Il lupus eritematoso sistemico rappresenta una delle malattie autoimmuni più complesse e invalidanti, in grado di colpire vari organi e sistemi del corpo umano. Recentemente, il dottor Lorenzo Dagna, direttore dell’Unità di Immunologia, Reumatologia, Allergologia e Malattie rare presso l’IRCCS Ospedale San Raffaele di Milano, ha fornito un’importante analisi sulla situazione attuale dei pazienti affetti da questa patologia. I risultati sono stati presentati in un’intervista rilasciata all’Adnkronos Salute il 11 febbraio 2026.
Il lupus eritematoso sistemico e la sua complessità
Il lupus eritematoso sistemico è una malattia autoimmune in cui il sistema immunitario attacca erroneamente le cellule e i tessuti del corpo. A differenza di altre malattie autoimmuni che colpiscono organi specifici, il lupus ha un impatto sistemico, interessando la pelle, i reni, le mucose, gli occhi e le cellule del sangue. Le manifestazioni cliniche possono variare da forme lievi, con sintomi cutanei e alterazioni nei test di laboratorio, a forme gravi che possono compromettere seriamente la vita del paziente. Dagna sottolinea l’importanza di una diagnosi e di un trattamento tempestivi, poiché una gestione inadeguata della malattia può comportare gravi conseguenze.
Il progetto di ascolto sui pazienti affetti da lupus
Il dottor Dagna ha commentato i risultati del progetto di ascolto intitolato “Italian Systemic Lupus Erythematosus (SLE) Patients: Overview of Their Quality of Life and Unmet Needs”. Questo studio rappresenta un passo significativo nel comprendere l’impatto del lupus sulla qualità della vita dei pazienti in Italia. I dati raccolti evidenziano come il lupus non influisca solo sulla salute fisica, ma anche su aspetti psicologici, lavorativi e sociali. La malattia colpisce prevalentemente donne giovani nel pieno della loro vita lavorativa, causando un significativo disagio e una riduzione della capacità lavorativa.
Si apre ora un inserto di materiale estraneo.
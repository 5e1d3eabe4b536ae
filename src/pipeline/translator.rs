//! Centralized error translation.
//!
//! Every failure forwarded by a stage becomes the same reply shape:
//!
//! ```json
//! { "message": "<failure message>" }
//! ```
//!
//! with status `500`, whatever status the failure itself recorded. An empty
//! message is replaced by `"Internal Server Error"`.

use std::any::Any;

use http::StatusCode;
use tracing::error;

use super::context::Reply;
use crate::error::ApiError;

/// Converts failures into the uniform 500 reply.
#[derive(Debug, Clone, Copy, Default)]
pub struct ErrorTranslator;

impl ErrorTranslator {
    pub fn new() -> Self {
        Self
    }

    /// Log the failure and build its reply.
    pub fn translate(&self, err: &ApiError) -> Reply {
        error!(
            message = err.message(),
            status_code = err.status_code().as_u16(),
            "Unhandled error"
        );
        Reply::message(StatusCode::INTERNAL_SERVER_ERROR, err.public_message())
    }

    /// Translate a panic payload caught while handling a request.
    pub fn translate_panic(&self, payload: Box<dyn Any + Send + 'static>) -> Reply {
        let message = if let Some(text) = payload.downcast_ref::<String>() {
            text.clone()
        } else if let Some(text) = payload.downcast_ref::<&str>() {
            text.to_string()
        } else {
            String::new()
        };
        self.translate(&ApiError::new(message))
    }
}
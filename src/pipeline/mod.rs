//! Request-processing pipeline.
//!
//! A request runs once through an ordered list of stages. Each stage either
//! passes it on, answers it directly, or fails it; failures go to the error
//! translator, which produces the uniform 500 reply.
//!
//! # Stage Order
//!
//! ```text
//! ┌──────────────┐  ┌────────────────┐  ┌──────────────┐  ┌───────────┐
//! │ body_parser  │─▶│ request_logger │─▶│ health_check │─▶│ auth_gate │
//! └──────────────┘  └────────────────┘  └──────────────┘  └───────────┘
//!                                                              │
//!                   ┌──────────────┐  ┌──────────────┐         │
//!                   │  not_found   │◀─│  dispatcher  │◀────────┘
//!                   └──────────────┘  └──────────────┘
//!
//!        any Fail ──▶ error translator ──▶ 500 { "message": ... }
//! ```
//!
//! The order is fixed by [`PipelineBuilder::build`]. Response-shaping
//! concerns (CORS, security headers, compression) wrap the pipeline as tower
//! layers; see [`crate::server::routes`].
//!
//! # Example
//!
//! ```rust
//! use http::{Method, StatusCode};
//! use user_api::error::ApiError;
//! use user_api::pipeline::{auth::ApiKey, Pipeline, Reply, RequestContext};
//!
//! # #[tokio::main(flavor = "current_thread")]
//! # async fn main() {
//! let pipeline = Pipeline::builder()
//!     .protect("/admin", ApiKey::new("secret123"))
//!     .route(Method::GET, "/admin/ping", |_: &RequestContext| -> Result<Reply, ApiError> {
//!         Ok(Reply::message(StatusCode::OK, "pong"))
//!     })
//!     .build();
//!
//! let reply = pipeline.handle(RequestContext::new(Method::GET, "/admin/ping")).await;
//! assert_eq!(reply.status(), StatusCode::FORBIDDEN);
//! # }
//! ```

pub mod auth;
pub mod context;
pub mod dispatch;
pub mod stages;
pub mod translator;

use http::{Method, StatusCode};
use tracing::trace;

pub use auth::{ApiKey, AuthError, AuthGate, API_KEY_HEADER, DEFAULT_API_KEY};
pub use context::{Outcome, Reply, RequestContext, Stage, JSON_CONTENT_TYPE};
pub use dispatch::{Dispatcher, PathPattern, RouteHandler, RouteTable};
pub use stages::{
    BodyParser, HealthCheck, NotFound, RequestLogger, HEALTH_MESSAGE, ROUTE_NOT_FOUND_MESSAGE,
};
pub use translator::ErrorTranslator;

/// Default maximum JSON body size (100 KiB).
pub const DEFAULT_BODY_LIMIT: usize = 100 * 1024;

// =============================================================================
// Pipeline
// =============================================================================

/// The composed, ordered stage chain.
pub struct Pipeline {
    stages: Vec<Box<dyn Stage>>,
    translator: ErrorTranslator,
}

impl Pipeline {
    pub fn builder() -> PipelineBuilder {
        PipelineBuilder::new()
    }

    /// Run a request through every stage until one answers or fails.
    pub async fn handle(&self, mut ctx: RequestContext) -> Reply {
        for stage in &self.stages {
            trace!(stage = stage.name(), "Running stage");
            match stage.handle(&mut ctx).await {
                Outcome::Continue => {}
                Outcome::Respond(reply) => return reply,
                Outcome::Fail(err) => return self.translator.translate(&err),
            }
        }

        // Only reachable for a chain without the catch-all
        Reply::message(StatusCode::NOT_FOUND, ROUTE_NOT_FOUND_MESSAGE)
    }

    /// The error translator used for failed requests.
    pub fn translator(&self) -> &ErrorTranslator {
        &self.translator
    }

    /// Stage names in execution order.
    pub fn stage_names(&self) -> Vec<&'static str> {
        self.stages.iter().map(|stage| stage.name()).collect()
    }
}

impl std::fmt::Debug for Pipeline {
    fn fmt(&self, f: &mut std::fmt::Formatter<'_>) -> std::fmt::Result {
        f.debug_struct("Pipeline")
            .field("stages", &self.stage_names())
            .finish()
    }
}

// =============================================================================
// Builder
// =============================================================================

/// Assembles a [`Pipeline`] in the fixed stage order.
pub struct PipelineBuilder {
    body_limit: usize,
    gate: Option<AuthGate>,
    routes: RouteTable,
}

impl PipelineBuilder {
    /// A builder with the default body limit, no protected scope and no routes.
    pub fn new() -> Self {
        Self {
            body_limit: DEFAULT_BODY_LIMIT,
            gate: None,
            routes: RouteTable::new(),
        }
    }

    /// Maximum accepted JSON body size in bytes.
    pub fn body_limit(mut self, limit: usize) -> Self {
        self.body_limit = limit;
        self
    }

    /// Require `key` for every request under `scope`.
    pub fn protect(mut self, scope: impl Into<String>, key: ApiKey) -> Self {
        self.gate = Some(AuthGate::new(scope, key));
        self
    }

    /// Register a single route.
    pub fn route<H>(mut self, method: Method, pattern: &str, handler: H) -> Self
    where
        H: RouteHandler + 'static,
    {
        self.routes = self.routes.route(method, pattern, handler);
        self
    }

    /// Register every route of a table, after the ones already registered.
    pub fn routes(mut self, table: RouteTable) -> Self {
        self.routes = self.routes.merge(table);
        self
    }

    pub fn build(self) -> Pipeline {
        let mut stages: Vec<Box<dyn Stage>> = vec![
            Box::new(BodyParser::new(self.body_limit)),
            Box::new(RequestLogger),
            Box::new(HealthCheck),
        ];
        if let Some(gate) = self.gate {
            stages.push(Box::new(gate));
        }
        stages.push(Box::new(Dispatcher::new(self.routes)));
        stages.push(Box::new(NotFound));

        Pipeline {
            stages,
            translator: ErrorTranslator::new(),
        }
    }
}

impl Default for PipelineBuilder {
    fn default() -> Self {
        Self::new()
    }
}

// =============================================================================
// Tests
// =============================================================================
Strategie di trattamento e gestione integrata
Dagna sottolinea l’importanza di un approccio multidisciplinare nella gestione del lupus. È fondamentale coinvolgere specialisti come nefrologi, neurologi e dermatologi per garantire un trattamento completo e personalizzato. Attualmente, oltre il 60% dei pazienti continua a utilizzare il cortisone, nonostante le raccomandazioni delle linee guida che ne limitano l’uso. Sebbene il cortisone possa essere efficace nelle fasi acute, il suo uso prolungato può comportare più danni che benefici. Il dottore evidenzia che esistono farmaci avanzati che possono migliorare significativamente la qualità della vita dei pazienti e che altre terapie sono in fase di sperimentazione.
Prospettive future nella cura del lupus
Il dottor Dagna conclude che è essenziale non solo trattare i sintomi della malattia, ma anche prevenire danni irreversibili agli organi. L’accesso a trattamenti aggiornati e innovativi è cruciale per garantire ai pazienti le migliori possibilità di recupero e gestione della malattia. È fondamentale che i pazienti siano seguiti in centri con una solida esperienza clinica, in modo da poter ricevere il miglior trattamento disponibile e avere accesso a terapie innovative. Solo attraverso un approccio integrato e tempestivo è possibile garantire un miglioramento significativo nella vita dei pazienti affetti da lupus.